The idea that balloon compression can be used for treatment of trigeminal neuralgia (TN) originated from the works of two different surgeons who attempted to decompress the gasserian ganglion.
First, in 1952, Taarnhöj decompressed the posterior gasserian ganglion in 10 patients by dividing the dura through a subtemporal approach.
Later, Shelden and colleagues decompressed the nerve more distally, at the foramina ovale and rotundum. This led to the hypothesis that the operative trauma to the ganglion, rather than decompression, is responsible for pain relief. To test this hypothesis, Shelden and colleagues performed rhizotomies of the trigeminal retrogasserian root and published satisfactory results.
The open technique was transformed into the percutaneous technique by Mullan and Lichtor in 1983 and later modified by Brown in 1996. Nerve compression, manually or by balloon, injures medium and large myelinated fibers while sparing small myelinated and unmyelinated fibers. This injury to the medium and large fibers is responsible for disruption of the ephaptic transmission of pain. Balloon compression is particularly useful in patients with V1 TN because of the ability of this percutaneous modality to preserve the corneal reflex.
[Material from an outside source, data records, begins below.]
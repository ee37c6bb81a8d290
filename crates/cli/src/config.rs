//! Configuration management for the CLI

use anyhow::{Context, Result};
use serde::{Deserialize, Serialize};
use sim_lib::strategy::StrategyKind;
use sim_lib::{OvercommitPolicy, StrategyConfig};
use std::path::Path;

/// Log output format
#[derive(Debug, Clone, Copy, Default, PartialEq, Eq, Serialize, Deserialize)]
#[serde(rename_all = "lowercase")]
pub enum LogFormat {
    #[default]
    Plain,
    Json,
}

/// Simulator configuration
#[derive(Debug, Clone, Default, Serialize, Deserialize)]
pub struct SimulatorConfig {
    /// Accounting strategy used for the replay
    #[serde(default)]
    pub strategy: StrategyKind,

    #[serde(default)]
    pub accounting: StrategyConfig,

    #[serde(default)]
    pub log_format: LogFormat,
}

/// Command-line values that take precedence over file and environment
#[derive(Debug, Clone, Default)]
pub struct Overrides {
    pub strategy: Option<StrategyKind>,
    pub policy: Option<OvercommitPolicy>,
    pub max_retries: Option<u32>,
    pub count_pod_slots: bool,
}

impl SimulatorConfig {
    /// Load configuration from an optional file, then `CAPSIM_*` variables
    ///
    /// Nested keys use a double underscore, e.g.
    /// `CAPSIM_ACCOUNTING__MAX_CONFLICT_RETRIES=3`.
    pub fn load(path: Option<&Path>) -> Result<Self> {
        let mut builder = config::Config::builder();

        if let Some(path) = path {
            if !path.exists() {
                anyhow::bail!("Config file {} does not exist", path.display());
            }
            builder = builder.add_source(config::File::from(path));
        }

        let config = builder
            .add_source(
                config::Environment::with_prefix("CAPSIM")
                    .prefix_separator("_")
                    .separator("__")
                    .try_parsing(true),
            )
            .build()
            .context("Failed to read configuration")?;

        config
            .try_deserialize()
            .context("Invalid simulator configuration")
    }

    pub fn apply(&mut self, overrides: &Overrides) {
        if let Some(strategy) = overrides.strategy {
            self.strategy = strategy;
        }
        if let Some(policy) = overrides.policy {
            self.accounting.overcommit = policy;
        }
        if let Some(max_retries) = overrides.max_retries {
            self.accounting.max_conflict_retries = max_retries;
        }
        if overrides.count_pod_slots {
            self.accounting.count_pod_slots = true;
        }
    }
}
//! Resource accounting library for the scheduling simulator
//!
//! This crate provides the core functionality for:
//! - Resource quantities and open-keyed resource vectors
//! - Predictive and counting accounting strategies
//! - Double-counting protection for pod bindings
//! - Capacity snapshot queries and drift reconciliation
//! - The object store contract and an in-memory store
//! - Metrics and structured logging

pub mod config;
pub mod models;
pub mod observability;
pub mod resources;
pub mod snapshot;
pub mod store;
pub mod strategy;

pub use config::{OvercommitPolicy, StrategyConfig};
pub use models::*;
pub use observability::{render_metrics, StrategyMetrics, StructuredLogger};
pub use resources::{Quantity, ResourceList};
pub use snapshot::{CapacitySnapshot, NodeCapacity, Reconciliation};
pub use store::{InMemoryStore, ObjectStore, StoreError};
pub use strategy::{Admission, Release, Strategy, StrategyError, StrategyKind};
Contralateral master weakness is a relative contraindication for this technique because balloon compression causes temporary and (rarely) permanent masseter weakness. Bilateral pterygoid/masseter muscle weakness is not disabling, but it may cause moderate mastication dysfunction.
For more details on indications, limitations, and outcomes of the different percutaneous procedures, please refer to the chapter on General Considerations and Indications.
Please refer to the chapter on Placement of the Needle within the Foramen Ovale for further details regarding cannulation of the foramen.
Balloon compression is my preferred percutaneous procedure because it is technically efficacious and, more importantly, since patient cooperation is not required, the patient is anesthetized and comfortable. After intubation, a transcutaneous or transesophageal pacemaker or cardioversion device may be placed in anticipation of a strong trigeminal depressor response.
I have used the commercially available Mullan Percutaneous Trigeminal Ganglion Microcompression Set (Cook Medical, Bloomington, IN) although currently this kit is not available; please refer to the first video in this chapter for details of a customized kit. The Mullan set consists of an access needle with stylet, a blunt obturator, and a microcompression balloon catheter. Alternatively, a 13- or 14-gauge blunt needle with a pointed noncutting stylet can be used and the foramen ovale is accessed using Hartel’s anatomic landmarks.
Once the needle has reached a satisfactory position within the Gasserian cistern and its final location has been confirmed with fluoroscopy, the straight obturator is used to create the path for the balloon. The operator’s attention then turns toward preparing the balloon. If a commercially available set is not used, a Fogarty embolectomy balloon catheter (4F; Edwards Lifesciences, Irvine, CA) is prepared in advance and filled with contrast material to check the integrity of the balloon. The depth of the catheter in relation to the needle tip is marked. The catheter is usually inserted about 17 mm deeper than the needle tip.
The blunt obturator is then removed, and the balloon catheter is passed with its tip into the porous trigeminus along the edge of the petrous bone and dorsal to the Meckel’s cave. I place the balloon as close to the skull base as possible because inflation of the balloon along the superior portions of the Gasserian cistern often leads to the balloon’s entrance over the petrous ridge into the posterior fossa.
Once the pear shape of the balloon is confirmed, the balloon can then be inflated to a pressure of approximately 1,000 to 1,200 mm Hg and compression maintained for 60 to 180 seconds. I usually do not measure the pressure and rather subjectively assess the development of resistance while injecting the contrast (0.75-1 ml) through the syringe. Once I feel a resistance against more injection, I stop because forceful injection leads to rupture of the balloon and the need for its replacement. The balloon is inflated for 120 to 180 seconds for patients who are undergoing repeat operations.
After the desired compression, the contrast material is suctioned back into the syringe, and the access needle and balloon catheter are removed in one piece. Pressure is applied to the skin puncture site. After extubation, some patients may experience severe, deep, burning pain, which usually subsides spontaneously within a few hours. Patients may be observed as inpatients for 24 hours or discharged home the same day.
Pearls and Pitfalls
- Upon penetrating the foramen, I do not advance the needle deep within the Meckel’s cave because a more shallow penetration keeps the inflated balloon within the Gasserian cistern and avoids its overinflation and displacement over the petrous ridge.
- Due to the larger caliber of the balloon compression access needle compared with the needles used for radiofrequency and glycerol rhizotomy, vascular injuries caused by the balloon compression access needle can potentially be more consequential.